Thread: reorganizing partitioning code (was: Re: [HACKERS] path toward fasterpartition pruning)

Re-posting my earlier email to start a new thread.

On 2018/02/09 2:58, Alvaro Herrera wrote:> Robert Haas wrote:
>> On Wed, Feb 7, 2018 at 3:42 AM, Ashutosh Bapat
>> <ashutosh.bapat@enterprisedb.com> wrote:
>
>>> partition.c seems to have two kinds of functions 1. that build and
>>> manage relcache, creates quals from bounds etc. which are metadata
>>> management kind 2. partition bound comparison functions, and other
>>> optimizer related functions. May be we should divide the file that
>>> way. The first category code remains in catalog/ as it is today. The
>>> second catagory functions move to optimizer/.
>>
>> It would be sensible to separate functions that build and manage data
>> in the relcache from other functions.  I think we should consider
>> moving the existing functions of that type from partition.c to
>> src/backend/utils/cache/partcache.c.
>
> FWIW I've been thinking that perhaps we need some other separation of
> code better than statu quo.  The current partition.c file includes stuff
> for several modules and ISTM all these new patches are making more and
> more of a mess.  So +1 to the general idea of splitting things up.
> Maybe partcache.c is not ambitious enough, but it seems a good first
> step.

Agree with the proposed reorganizing and adding a partcache.c, which I
tried to do in the attached patch.

* The new src/backend/utils/cache/partcache.c contains functions that
initialize relcache's partitioning related fields.  Various partition
bound comparison and search functions (and then some) that work off of the
cached information are moved.  Also, since we cache partition qual,
interface functions RelationGetPartitioQual(Relation) and
get_partition_qual_relid(Oid) are moved too.

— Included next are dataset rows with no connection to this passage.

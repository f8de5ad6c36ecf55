use serde::{Deserialize, Serialize};
use utoipa::ToSchema;
use uuid::Uuid;
use validator::Validate;

use crate::access::store::RoleStatus;

// Role, RoleWithPermissions, and RoleStatus live in `crate::access::store`;
// this module only adds the HTTP-facing DTOs.

#[derive(Debug, Deserialize, Validate, ToSchema)]
pub struct CreateRoleDto {
    #[validate(length(
        min = 1,
        max = 100,
        message = "Name must be between 1 and 100 characters"
    ))]
    pub name: String,
}

#[derive(Debug, Deserialize, Validate, ToSchema)]
pub struct RenameRoleDto {
    #[validate(length(
        min = 1,
        max = 100,
        message = "Name must be between 1 and 100 characters"
    ))]
    pub name: String,
}

/// Status arrives typed, so an unknown value is rejected as a 400 before
/// the service runs.
#[derive(Debug, Deserialize, Validate, ToSchema)]
pub struct SetRoleStatusDto {
    pub status: RoleStatus,
}

/// Resource and action arrive as strings and are resolved against the
/// permission catalog by the service.
#[derive(Debug, Deserialize, Validate, ToSchema)]
pub struct GrantPermissionDto {
    #[validate(length(min = 1, message = "Resource is required"))]
    pub resource: String,
    #[validate(length(min = 1, message = "Action is required"))]
    pub action: String,
}

#[derive(Debug, Deserialize, Validate, ToSchema)]
pub struct SwitchRoleDto {
    pub role_id: Uuid,
}

#[derive(Debug, Default, Deserialize, ToSchema, utoipa::IntoParams)]
pub struct RoleFilterParams {
    /// Filter by lifecycle status
    pub status: Option<RoleStatus>,
}

#[derive(Debug, Serialize, ToSchema)]
pub struct RoleUsersResponse {
    pub role_id: Uuid,
    pub users: Vec<Uuid>,
}

#[cfg(test)]
mod tests {
    use super::*;

    #[test]
    fn create_role_dto_rejects_empty_and_oversized_names() {
        let dto = CreateRoleDto {
            name: String::new(),
        };
        assert!(dto.validate().is_err());

        let dto = CreateRoleDto {
            name: "a".repeat(101),
        };
        assert!(dto.validate().is_err());

        let dto = CreateRoleDto {
            name: "registrar".to_string(),
        };
        assert!(dto.validate().is_ok());
    }

    #[test]
    fn status_dto_rejects_unknown_values() {
        let dto: Result<SetRoleStatusDto, _> = serde_json::from_str(r#"{"status":"archived"}"#);
        assert!(dto.is_err());

        let dto: SetRoleStatusDto = serde_json::from_str(r#"{"status":"inactive"}"#).unwrap();
        assert_eq!(dto.status, RoleStatus::Inactive);
    }

    #[test]
    fn grant_dto_takes_any_strings() {
        // Catalog membership is the service's concern, not the DTO's.
        let dto: GrantPermissionDto =
            serde_json::from_str(r#"{"resource":"martians","action":"abduct"}"#).unwrap();
        assert!(dto.validate().is_ok());
        assert_eq!(dto.resource, "martians");
    }
}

* The new src/include/utils/partcache.h contains various struct
definitions that are moved from backend/catalog/partition.c,
include/catalog/partition.h, and include/utils/rel.h.  Also, declarations
of interface functions of partcache.c.

Thoughts?

Thanks,
Amit

Attachment
On 2018/02/13 23:08, Ashutosh Bapat wrote:
> On Tue, Feb 13, 2018 at 2:17 PM, Amit Langote
> <Langote_Amit_f8@lab.ntt.co.jp> wrote:
>>
>> Agree with the proposed reorganizing and adding a partcache.c, which I
>> tried to do in the attached patch.
>>
>> * The new src/backend/utils/cache/partcache.c contains functions that
>> initialize relcache's partitioning related fields.  Various partition
>> bound comparison and search functions (and then some) that work off of the
>> cached information are moved.
>
> Are you moving partition bound comparison functions to partcache.c?
> They will also used by optimizer, so may be leave them out of
> partcache.c?

Yes, I moved the partition bound comparison and search functions, because
I thought that they should live with the other code that manages the
cached information.  So, I moved not only the code that reads the catalogs
and builds the partition key, partition (bound) descriptor, and partition
qual (for individual partitions), but also the code that uses those
structures.

So, with the new arrangement, optimizer will include utils/partcache.h,
instead of catalog/partition.h.

Thanks,
Amit



On 2018/02/14 10:00, Amit Langote wrote:
> Agree with the proposed reorganizing and adding a partcache.c, which I
> tried to do in the attached patch.
> 
> * The new src/backend/utils/cache/partcache.c contains functions that
> initialize relcache's partitioning related fields.  Various partition
> bound comparison and search functions (and then some) that work off of the
> cached information are moved.  Also, since we cache partition qual,
> interface functions RelationGetPartitioQual(Relation) and
> get_partition_qual_relid(Oid) are moved too.
> 
> * The new src/include/utils/partcache.h contains various struct
> definitions that are moved from backend/catalog/partition.c,
> include/catalog/partition.h, and include/utils/rel.h.  Also, declarations
> of interface functions of partcache.c.

Attached updated version, where I removed #include "catalog/partition.h"
from even more places and also moved map_partition_varattnos() next to
map_variable_attnos() in rewriteManip.c.

Now, after applying the patch -

Files #including partition.h

  File                                Line
0 src/backend/catalog/heap.c          44 #include "catalog/partition.h"
1 src/backend/catalog/partition.c     22 #include "catalog/partition.h"
2 src/backend/commands/indexcmds.c    26 #include "catalog/partition.h"
3 src/backend/commands/tablecmds.c    33 #include "catalog/partition.h"
4 src/backend/utils/cache/partcache.c 23 #include "catalog/partition.h"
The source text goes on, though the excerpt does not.